§ **Input records**:
☆ ☆ ☆ ☆ ☆
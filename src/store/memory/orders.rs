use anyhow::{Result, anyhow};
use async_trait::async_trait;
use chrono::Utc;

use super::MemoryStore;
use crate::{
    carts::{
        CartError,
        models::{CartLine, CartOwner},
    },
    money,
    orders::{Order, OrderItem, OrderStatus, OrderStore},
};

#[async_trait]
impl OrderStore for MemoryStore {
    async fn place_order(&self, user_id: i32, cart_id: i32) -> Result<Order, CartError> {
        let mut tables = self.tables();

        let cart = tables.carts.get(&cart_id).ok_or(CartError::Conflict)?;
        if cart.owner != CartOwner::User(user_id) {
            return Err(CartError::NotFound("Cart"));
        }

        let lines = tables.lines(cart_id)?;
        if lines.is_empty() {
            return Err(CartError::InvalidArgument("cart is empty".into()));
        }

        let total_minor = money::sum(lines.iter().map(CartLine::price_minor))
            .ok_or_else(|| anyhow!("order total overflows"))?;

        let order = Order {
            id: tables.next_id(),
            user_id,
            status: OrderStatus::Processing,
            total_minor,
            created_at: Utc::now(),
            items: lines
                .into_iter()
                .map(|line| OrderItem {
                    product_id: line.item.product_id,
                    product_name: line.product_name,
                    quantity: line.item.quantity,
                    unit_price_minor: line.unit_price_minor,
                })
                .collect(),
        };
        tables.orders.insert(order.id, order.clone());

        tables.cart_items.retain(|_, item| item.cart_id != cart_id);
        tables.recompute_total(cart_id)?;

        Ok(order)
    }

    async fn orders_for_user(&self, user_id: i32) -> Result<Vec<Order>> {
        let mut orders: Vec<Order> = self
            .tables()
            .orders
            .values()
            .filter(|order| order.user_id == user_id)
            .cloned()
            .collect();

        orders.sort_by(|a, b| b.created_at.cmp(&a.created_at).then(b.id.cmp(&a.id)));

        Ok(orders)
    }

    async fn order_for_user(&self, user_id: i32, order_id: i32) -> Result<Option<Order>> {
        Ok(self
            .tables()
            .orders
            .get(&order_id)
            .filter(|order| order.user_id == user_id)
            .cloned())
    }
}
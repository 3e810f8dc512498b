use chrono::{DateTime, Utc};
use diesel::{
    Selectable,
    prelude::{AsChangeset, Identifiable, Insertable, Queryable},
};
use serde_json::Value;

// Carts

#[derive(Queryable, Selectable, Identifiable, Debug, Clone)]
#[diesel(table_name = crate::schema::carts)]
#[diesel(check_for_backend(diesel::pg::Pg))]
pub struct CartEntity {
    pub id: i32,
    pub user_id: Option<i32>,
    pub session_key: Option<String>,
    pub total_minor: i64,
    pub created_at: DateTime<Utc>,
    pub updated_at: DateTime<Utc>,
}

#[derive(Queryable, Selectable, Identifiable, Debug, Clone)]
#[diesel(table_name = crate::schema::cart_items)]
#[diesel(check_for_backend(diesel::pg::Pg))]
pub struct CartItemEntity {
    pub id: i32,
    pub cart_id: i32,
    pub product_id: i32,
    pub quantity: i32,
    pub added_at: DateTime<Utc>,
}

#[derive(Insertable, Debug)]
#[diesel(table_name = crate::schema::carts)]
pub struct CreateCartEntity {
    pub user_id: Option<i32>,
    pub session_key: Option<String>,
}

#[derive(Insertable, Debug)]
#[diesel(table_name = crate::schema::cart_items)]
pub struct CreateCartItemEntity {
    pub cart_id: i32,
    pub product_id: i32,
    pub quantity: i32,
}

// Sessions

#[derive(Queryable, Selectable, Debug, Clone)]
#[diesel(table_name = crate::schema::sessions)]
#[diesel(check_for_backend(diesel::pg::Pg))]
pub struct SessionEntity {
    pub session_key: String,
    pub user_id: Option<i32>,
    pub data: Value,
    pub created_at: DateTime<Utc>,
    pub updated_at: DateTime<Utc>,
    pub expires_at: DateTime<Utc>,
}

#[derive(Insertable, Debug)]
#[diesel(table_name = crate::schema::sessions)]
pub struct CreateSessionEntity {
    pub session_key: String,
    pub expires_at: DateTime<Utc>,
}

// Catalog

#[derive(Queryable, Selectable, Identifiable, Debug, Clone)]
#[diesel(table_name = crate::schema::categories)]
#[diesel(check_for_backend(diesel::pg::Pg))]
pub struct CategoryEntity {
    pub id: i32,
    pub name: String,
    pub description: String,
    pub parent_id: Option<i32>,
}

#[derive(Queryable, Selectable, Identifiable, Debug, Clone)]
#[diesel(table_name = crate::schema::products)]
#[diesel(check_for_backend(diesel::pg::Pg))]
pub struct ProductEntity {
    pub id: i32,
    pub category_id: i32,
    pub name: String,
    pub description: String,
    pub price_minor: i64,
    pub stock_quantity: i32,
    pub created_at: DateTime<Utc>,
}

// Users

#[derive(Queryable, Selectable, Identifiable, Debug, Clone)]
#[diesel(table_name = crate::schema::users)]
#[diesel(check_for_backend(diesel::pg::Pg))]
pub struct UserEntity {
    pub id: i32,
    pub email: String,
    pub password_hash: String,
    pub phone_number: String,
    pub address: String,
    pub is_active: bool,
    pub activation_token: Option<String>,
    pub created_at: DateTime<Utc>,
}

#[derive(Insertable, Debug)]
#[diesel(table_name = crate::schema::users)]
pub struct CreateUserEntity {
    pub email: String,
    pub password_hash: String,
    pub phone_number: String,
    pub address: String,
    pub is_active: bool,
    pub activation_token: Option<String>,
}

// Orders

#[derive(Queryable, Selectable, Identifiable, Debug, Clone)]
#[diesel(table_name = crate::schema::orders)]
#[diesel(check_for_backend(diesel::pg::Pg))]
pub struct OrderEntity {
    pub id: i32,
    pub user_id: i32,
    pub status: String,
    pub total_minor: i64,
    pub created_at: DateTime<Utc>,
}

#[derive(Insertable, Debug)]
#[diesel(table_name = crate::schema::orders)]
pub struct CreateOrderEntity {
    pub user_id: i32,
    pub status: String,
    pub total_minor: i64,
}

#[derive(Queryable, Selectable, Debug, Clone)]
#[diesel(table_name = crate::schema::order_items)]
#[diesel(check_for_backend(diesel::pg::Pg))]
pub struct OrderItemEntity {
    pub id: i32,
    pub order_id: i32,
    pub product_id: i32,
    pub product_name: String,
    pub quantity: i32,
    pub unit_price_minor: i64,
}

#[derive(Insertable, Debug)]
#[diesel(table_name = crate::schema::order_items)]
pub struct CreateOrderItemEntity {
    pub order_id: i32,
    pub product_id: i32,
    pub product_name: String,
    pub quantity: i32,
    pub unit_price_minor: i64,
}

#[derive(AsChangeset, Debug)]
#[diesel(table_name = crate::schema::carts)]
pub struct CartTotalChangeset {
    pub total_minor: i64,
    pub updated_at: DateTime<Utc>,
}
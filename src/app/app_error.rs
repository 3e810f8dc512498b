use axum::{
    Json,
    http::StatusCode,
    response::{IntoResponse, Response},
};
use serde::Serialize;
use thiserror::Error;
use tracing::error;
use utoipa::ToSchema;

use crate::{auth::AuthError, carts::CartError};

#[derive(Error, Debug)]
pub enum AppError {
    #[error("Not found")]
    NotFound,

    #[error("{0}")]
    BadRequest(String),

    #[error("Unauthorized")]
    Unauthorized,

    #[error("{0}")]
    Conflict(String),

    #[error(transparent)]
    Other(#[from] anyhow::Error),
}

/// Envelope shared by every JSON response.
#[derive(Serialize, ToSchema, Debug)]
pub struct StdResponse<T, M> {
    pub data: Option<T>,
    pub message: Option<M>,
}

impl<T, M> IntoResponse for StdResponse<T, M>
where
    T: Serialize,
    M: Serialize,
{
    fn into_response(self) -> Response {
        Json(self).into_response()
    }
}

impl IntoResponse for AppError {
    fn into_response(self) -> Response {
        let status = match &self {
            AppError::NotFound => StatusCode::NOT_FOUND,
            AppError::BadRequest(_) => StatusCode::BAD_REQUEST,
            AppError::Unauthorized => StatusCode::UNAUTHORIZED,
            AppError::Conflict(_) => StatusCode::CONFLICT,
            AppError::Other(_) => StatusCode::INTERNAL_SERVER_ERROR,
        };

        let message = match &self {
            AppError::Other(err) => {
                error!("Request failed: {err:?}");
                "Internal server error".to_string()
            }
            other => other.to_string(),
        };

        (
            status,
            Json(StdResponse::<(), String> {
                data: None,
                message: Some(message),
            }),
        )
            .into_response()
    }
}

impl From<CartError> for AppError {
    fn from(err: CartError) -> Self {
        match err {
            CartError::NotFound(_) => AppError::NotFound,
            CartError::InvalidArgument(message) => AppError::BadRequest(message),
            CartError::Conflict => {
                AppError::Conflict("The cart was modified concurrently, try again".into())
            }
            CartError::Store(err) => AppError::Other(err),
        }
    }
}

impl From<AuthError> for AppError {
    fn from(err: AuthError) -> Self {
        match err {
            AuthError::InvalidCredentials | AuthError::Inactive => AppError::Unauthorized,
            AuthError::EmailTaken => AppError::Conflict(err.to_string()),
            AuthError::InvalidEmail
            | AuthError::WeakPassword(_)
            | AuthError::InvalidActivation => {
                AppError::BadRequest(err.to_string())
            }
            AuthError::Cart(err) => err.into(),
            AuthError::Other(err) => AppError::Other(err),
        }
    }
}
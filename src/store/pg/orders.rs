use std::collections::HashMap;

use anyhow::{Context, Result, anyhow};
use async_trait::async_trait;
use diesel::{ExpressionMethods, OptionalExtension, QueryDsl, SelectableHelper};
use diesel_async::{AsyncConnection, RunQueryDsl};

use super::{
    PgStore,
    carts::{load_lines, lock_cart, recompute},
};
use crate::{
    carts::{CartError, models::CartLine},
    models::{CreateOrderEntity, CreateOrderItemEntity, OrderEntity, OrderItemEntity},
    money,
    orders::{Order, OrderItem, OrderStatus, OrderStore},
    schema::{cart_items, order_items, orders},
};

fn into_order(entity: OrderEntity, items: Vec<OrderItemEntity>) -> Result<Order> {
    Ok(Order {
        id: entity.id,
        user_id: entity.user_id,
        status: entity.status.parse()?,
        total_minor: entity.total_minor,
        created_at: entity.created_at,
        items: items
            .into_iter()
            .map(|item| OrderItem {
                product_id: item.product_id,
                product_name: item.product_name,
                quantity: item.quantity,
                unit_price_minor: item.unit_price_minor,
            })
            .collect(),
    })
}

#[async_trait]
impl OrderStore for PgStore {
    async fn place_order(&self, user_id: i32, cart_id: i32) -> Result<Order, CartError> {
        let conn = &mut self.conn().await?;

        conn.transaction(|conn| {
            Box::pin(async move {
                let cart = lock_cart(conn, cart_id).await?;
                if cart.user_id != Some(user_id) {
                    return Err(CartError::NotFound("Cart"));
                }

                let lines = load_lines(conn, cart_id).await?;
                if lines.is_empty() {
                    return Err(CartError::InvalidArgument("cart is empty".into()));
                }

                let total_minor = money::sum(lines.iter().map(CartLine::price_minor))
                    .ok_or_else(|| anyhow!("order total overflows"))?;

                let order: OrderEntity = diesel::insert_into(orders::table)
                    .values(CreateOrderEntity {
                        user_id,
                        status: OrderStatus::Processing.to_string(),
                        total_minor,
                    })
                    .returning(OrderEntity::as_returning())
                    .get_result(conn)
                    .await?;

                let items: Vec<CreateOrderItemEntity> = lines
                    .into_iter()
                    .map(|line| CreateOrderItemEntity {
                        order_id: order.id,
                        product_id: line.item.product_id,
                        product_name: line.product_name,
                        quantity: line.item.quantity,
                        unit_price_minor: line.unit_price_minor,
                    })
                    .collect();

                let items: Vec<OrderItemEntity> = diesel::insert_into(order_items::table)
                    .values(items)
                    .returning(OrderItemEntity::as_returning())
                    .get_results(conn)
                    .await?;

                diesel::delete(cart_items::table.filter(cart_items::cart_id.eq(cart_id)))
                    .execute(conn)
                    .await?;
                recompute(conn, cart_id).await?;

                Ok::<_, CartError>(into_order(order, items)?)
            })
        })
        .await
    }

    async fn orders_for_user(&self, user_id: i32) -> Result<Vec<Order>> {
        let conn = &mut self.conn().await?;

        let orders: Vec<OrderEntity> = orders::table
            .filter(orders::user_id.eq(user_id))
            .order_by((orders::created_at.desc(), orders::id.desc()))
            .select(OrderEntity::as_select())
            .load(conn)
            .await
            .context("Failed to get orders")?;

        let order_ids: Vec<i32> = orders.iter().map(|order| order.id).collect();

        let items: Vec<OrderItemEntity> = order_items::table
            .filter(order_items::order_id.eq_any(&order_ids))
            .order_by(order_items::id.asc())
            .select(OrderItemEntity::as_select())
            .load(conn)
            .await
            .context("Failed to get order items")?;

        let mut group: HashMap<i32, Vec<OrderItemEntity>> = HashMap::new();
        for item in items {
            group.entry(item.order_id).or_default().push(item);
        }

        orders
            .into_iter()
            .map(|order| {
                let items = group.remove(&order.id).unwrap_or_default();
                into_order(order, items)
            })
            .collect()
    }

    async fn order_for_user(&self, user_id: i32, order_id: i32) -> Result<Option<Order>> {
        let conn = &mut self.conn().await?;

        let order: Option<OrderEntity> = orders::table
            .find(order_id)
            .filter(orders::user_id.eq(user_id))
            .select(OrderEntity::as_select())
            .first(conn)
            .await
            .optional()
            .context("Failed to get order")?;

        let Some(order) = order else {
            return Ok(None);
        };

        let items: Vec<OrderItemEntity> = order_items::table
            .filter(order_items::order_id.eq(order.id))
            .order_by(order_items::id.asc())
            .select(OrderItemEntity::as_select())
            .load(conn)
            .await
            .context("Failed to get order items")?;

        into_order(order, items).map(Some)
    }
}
☆ ☆ ☆ ☆ ☆
§ **Requirement**: For the material above, how many lines contain the word "Unauthorized"? Only the number should be given.

§ **Your solution**: 4